(Dataset records)
--- START ---

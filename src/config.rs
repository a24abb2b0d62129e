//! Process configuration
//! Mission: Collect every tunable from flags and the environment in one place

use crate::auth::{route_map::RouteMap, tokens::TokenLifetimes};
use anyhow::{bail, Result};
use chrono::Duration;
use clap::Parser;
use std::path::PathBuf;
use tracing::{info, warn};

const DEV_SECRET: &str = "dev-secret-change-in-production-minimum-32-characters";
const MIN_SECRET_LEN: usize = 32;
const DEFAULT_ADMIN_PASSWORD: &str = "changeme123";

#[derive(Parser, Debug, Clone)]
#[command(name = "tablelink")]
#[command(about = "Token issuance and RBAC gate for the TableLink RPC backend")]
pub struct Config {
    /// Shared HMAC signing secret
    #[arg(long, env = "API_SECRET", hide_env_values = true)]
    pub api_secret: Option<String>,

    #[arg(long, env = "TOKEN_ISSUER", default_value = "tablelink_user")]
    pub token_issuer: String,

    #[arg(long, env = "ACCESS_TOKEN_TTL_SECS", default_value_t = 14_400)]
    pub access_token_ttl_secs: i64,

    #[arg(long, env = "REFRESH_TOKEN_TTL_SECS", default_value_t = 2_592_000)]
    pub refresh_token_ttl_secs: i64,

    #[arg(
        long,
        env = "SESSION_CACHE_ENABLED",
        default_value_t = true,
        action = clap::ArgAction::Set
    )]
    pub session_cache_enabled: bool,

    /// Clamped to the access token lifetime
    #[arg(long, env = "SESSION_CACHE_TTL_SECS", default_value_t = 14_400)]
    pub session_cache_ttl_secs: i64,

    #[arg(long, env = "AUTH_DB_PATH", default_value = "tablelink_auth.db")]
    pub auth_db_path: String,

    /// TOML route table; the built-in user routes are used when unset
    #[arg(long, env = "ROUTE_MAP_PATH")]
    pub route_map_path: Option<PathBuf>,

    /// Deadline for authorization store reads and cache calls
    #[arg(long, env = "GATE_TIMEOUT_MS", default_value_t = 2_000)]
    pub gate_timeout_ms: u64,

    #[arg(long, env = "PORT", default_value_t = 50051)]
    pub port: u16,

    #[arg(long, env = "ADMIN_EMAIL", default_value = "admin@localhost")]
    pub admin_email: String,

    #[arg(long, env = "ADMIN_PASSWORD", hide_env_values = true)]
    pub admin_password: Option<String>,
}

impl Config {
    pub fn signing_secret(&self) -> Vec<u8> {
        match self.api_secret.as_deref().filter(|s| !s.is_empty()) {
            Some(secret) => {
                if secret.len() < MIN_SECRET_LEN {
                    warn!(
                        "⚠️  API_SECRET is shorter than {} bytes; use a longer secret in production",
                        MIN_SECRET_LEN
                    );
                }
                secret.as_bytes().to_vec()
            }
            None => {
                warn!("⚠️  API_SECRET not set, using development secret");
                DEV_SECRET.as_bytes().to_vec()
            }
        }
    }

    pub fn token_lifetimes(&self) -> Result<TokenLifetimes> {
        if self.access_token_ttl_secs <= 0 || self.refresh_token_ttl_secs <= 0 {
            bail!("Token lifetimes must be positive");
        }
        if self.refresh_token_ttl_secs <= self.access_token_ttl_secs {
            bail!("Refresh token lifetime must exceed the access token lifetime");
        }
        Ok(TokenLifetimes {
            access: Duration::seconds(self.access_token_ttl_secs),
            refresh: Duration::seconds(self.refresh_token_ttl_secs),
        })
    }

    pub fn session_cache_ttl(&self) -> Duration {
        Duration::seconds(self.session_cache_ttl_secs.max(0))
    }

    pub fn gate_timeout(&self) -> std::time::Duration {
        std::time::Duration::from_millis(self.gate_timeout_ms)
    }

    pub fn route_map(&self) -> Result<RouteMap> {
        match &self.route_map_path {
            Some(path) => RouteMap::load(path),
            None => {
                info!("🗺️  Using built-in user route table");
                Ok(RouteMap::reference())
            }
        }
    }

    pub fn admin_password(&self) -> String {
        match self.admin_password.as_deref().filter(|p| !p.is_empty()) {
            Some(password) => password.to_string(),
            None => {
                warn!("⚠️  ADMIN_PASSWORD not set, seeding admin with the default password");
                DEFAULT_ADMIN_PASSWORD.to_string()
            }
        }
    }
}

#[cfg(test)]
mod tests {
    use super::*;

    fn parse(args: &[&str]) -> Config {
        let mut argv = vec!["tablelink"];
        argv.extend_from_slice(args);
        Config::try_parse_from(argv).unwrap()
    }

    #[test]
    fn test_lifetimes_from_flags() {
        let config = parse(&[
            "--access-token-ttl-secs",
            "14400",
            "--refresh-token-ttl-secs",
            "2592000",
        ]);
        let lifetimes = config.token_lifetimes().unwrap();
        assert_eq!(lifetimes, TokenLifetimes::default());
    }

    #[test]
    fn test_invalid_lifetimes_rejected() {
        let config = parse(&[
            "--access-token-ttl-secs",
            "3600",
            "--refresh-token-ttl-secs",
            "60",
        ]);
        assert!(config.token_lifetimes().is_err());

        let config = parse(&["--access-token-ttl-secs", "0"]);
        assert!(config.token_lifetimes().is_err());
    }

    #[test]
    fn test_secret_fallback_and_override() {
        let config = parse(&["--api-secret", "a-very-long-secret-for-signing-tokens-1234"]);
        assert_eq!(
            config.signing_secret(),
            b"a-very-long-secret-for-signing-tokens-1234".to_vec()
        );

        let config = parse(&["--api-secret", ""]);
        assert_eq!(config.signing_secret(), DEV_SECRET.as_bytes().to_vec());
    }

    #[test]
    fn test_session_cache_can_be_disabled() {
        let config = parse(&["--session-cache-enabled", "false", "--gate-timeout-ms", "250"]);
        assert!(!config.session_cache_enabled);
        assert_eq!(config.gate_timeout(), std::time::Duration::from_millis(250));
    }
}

--- END ---

> _DIRECTIONS_
The data must be given again in full. Keep every line identical.

> _RESPONSE AREA_
filename src/config.rs
repository a24abb2b0d62129e
//! Process configuration
//! Mission: Collect every tunable from flags and the environment in one place

use crate::auth::{route_map::RouteMap, tokens::TokenLifetimes};
use anyhow::{bail, Result};
use chrono::Duration;
use clap::Parser;
use std::path::PathBuf;
use tracing::{info, warn};

const DEV_SECRET: &str = "dev-secret-change-in-production-minimum-32-characters";
const MIN_SECRET_LEN: usize = 32;
const DEFAULT_ADMIN_PASSWORD: &str = "changeme123";

#[derive(Parser, Debug, Clone)]
#[command(name = "tablelink")]
#[command(about = "Token issuance and RBAC gate for the TableLink RPC backend")]
pub struct Config {
    /// Shared HMAC signing secret
    #[arg(long, env = "API_SECRET", hide_env_values = true)]
    pub api_secret: Option<String>,

    #[arg(long, env = "TOKEN_ISSUER", default_value = "tablelink_user")]
    pub token_issuer: String,

    #[arg(long, env = "ACCESS_TOKEN_TTL_SECS", default_value_t = 14_400)]
    pub access_token_ttl_secs: i64,

    #[arg(long, env = "REFRESH_TOKEN_TTL_SECS", default_value_t = 2_592_000)]
    pub refresh_token_ttl_secs: i64,

    #[arg(
        long,
        env = "SESSION_CACHE_ENABLED",
        default_value_t = true,
        action = clap::ArgAction::Set
    )]
    pub session_cache_enabled: bool,

    /// Clamped to the access token lifetime
    #[arg(long, env = "SESSION_CACHE_TTL_SECS", default_value_t = 14_400)]
    pub session_cache_ttl_secs: i64,

    #[arg(long, env = "AUTH_DB_PATH", default_value = "tablelink_auth.db")]
    pub auth_db_path: String,

    /// TOML route table; the built-in user routes are used when unset
    #[arg(long, env = "ROUTE_MAP_PATH")]
    pub route_map_path: Option<PathBuf>,

    /// Deadline for authorization store reads and cache calls
    #[arg(long, env = "GATE_TIMEOUT_MS", default_value_t = 2_000)]
    pub gate_timeout_ms: u64,

    #[arg(long, env = "PORT", default_value_t = 50051)]
    pub port: u16,

    #[arg(long, env = "ADMIN_EMAIL", default_value = "admin@localhost")]
    pub admin_email: String,

    #[arg(long, env = "ADMIN_PASSWORD", hide_env_values = true)]
    pub admin_password: Option<String>,
}

impl Config {
    pub fn signing_secret(&self) -> Vec<u8> {
        match self.api_secret.as_deref().filter(|s| !s.is_empty()) {
            Some(secret) => {
                if secret.len() < MIN_SECRET_LEN {
                    warn!(
                        "⚠️  API_SECRET is shorter than {} bytes; use a longer secret in production",
                        MIN_SECRET_LEN
                    );
                }
                secret.as_bytes().to_vec()
            }
            None => {
                warn!("⚠️  API_SECRET not set, using development secret");
                DEV_SECRET.as_bytes().to_vec()
            }
        }
    }

    pub fn token_lifetimes(&self) -> Result<TokenLifetimes> {
        if self.access_token_ttl_secs <= 0 || self.refresh_token_ttl_secs <= 0 {
            bail!("Token lifetimes must be positive");
        }
        if self.refresh_token_ttl_secs <= self.access_token_ttl_secs {
            bail!("Refresh token lifetime must exceed the access token lifetime");
        }
        Ok(TokenLifetimes {
            access: Duration::seconds(self.access_token_ttl_secs),
            refresh: Duration::seconds(self.refresh_token_ttl_secs),
        })
    }

    pub fn session_cache_ttl(&self) -> Duration {
        Duration::seconds(self.session_cache_ttl_secs.max(0))
    }

    pub fn gate_timeout(&self) -> std::time::Duration {
        std::time::Duration::from_millis(self.gate_timeout_ms)
    }

    pub fn route_map(&self) -> Result<RouteMap> {
        match &self.route_map_path {
            Some(path) => RouteMap::load(path),
            None => {
                info!("🗺️  Using built-in user route table");
                Ok(RouteMap::reference())
            }
        }
    }

    pub fn admin_password(&self) -> String {
        match self.admin_password.as_deref().filter(|p| !p.is_empty()) {
            Some(password) => password.to_string(),
            None => {
                warn!("⚠️  ADMIN_PASSWORD not set, seeding admin with the default password");
                DEFAULT_ADMIN_PASSWORD.to_string()
            }
        }
    }
}

#[cfg(test)]
mod tests {
    use super::*;

    fn parse(args: &[&str]) -> Config {
        let mut argv = vec!["tablelink"];
        argv.extend_from_slice(args);
        Config::try_parse_from(argv).unwrap()
    }

    #[test]
    fn test_lifetimes_from_flags() {
        let config = parse(&[
            "--access-token-ttl-secs",
            "14400",
            "--refresh-token-ttl-secs",
            "2592000",
        ]);
        let lifetimes = config.token_lifetimes().unwrap();
        assert_eq!(lifetimes, TokenLifetimes::default());
    }

    #[test]
    fn test_invalid_lifetimes_rejected() {
        let config = parse(&[
            "--access-token-ttl-secs",
            "3600",
            "--refresh-token-ttl-secs",
            "60",
        ]);
        assert!(config.token_lifetimes().is_err());

        let config = parse(&["--access-token-ttl-secs", "0"]);
        assert!(config.token_lifetimes().is_err());
    }

    #[test]
    fn test_secret_fallback_and_override() {
        let config = parse(&["--api-secret", "a-very-long-secret-for-signing-tokens-1234"]);
        assert_eq!(
            config.signing_secret(),
            b"a-very-long-secret-for-signing-tokens-1234".to_vec()
        );

        let config = parse(&["--api-secret", ""]);
        assert_eq!(config.signing_secret(), DEV_SECRET.as_bytes().to_vec());
    }

    #[test]
    fn test_session_cache_can_be_disabled() {
        let config = parse(&["--session-cache-enabled", "false", "--gate-timeout-ms", "250"]);
        assert!(!config.session_cache_enabled);
        assert_eq!(config.gate_timeout(), std::time::Duration::from_millis(250));
    }
}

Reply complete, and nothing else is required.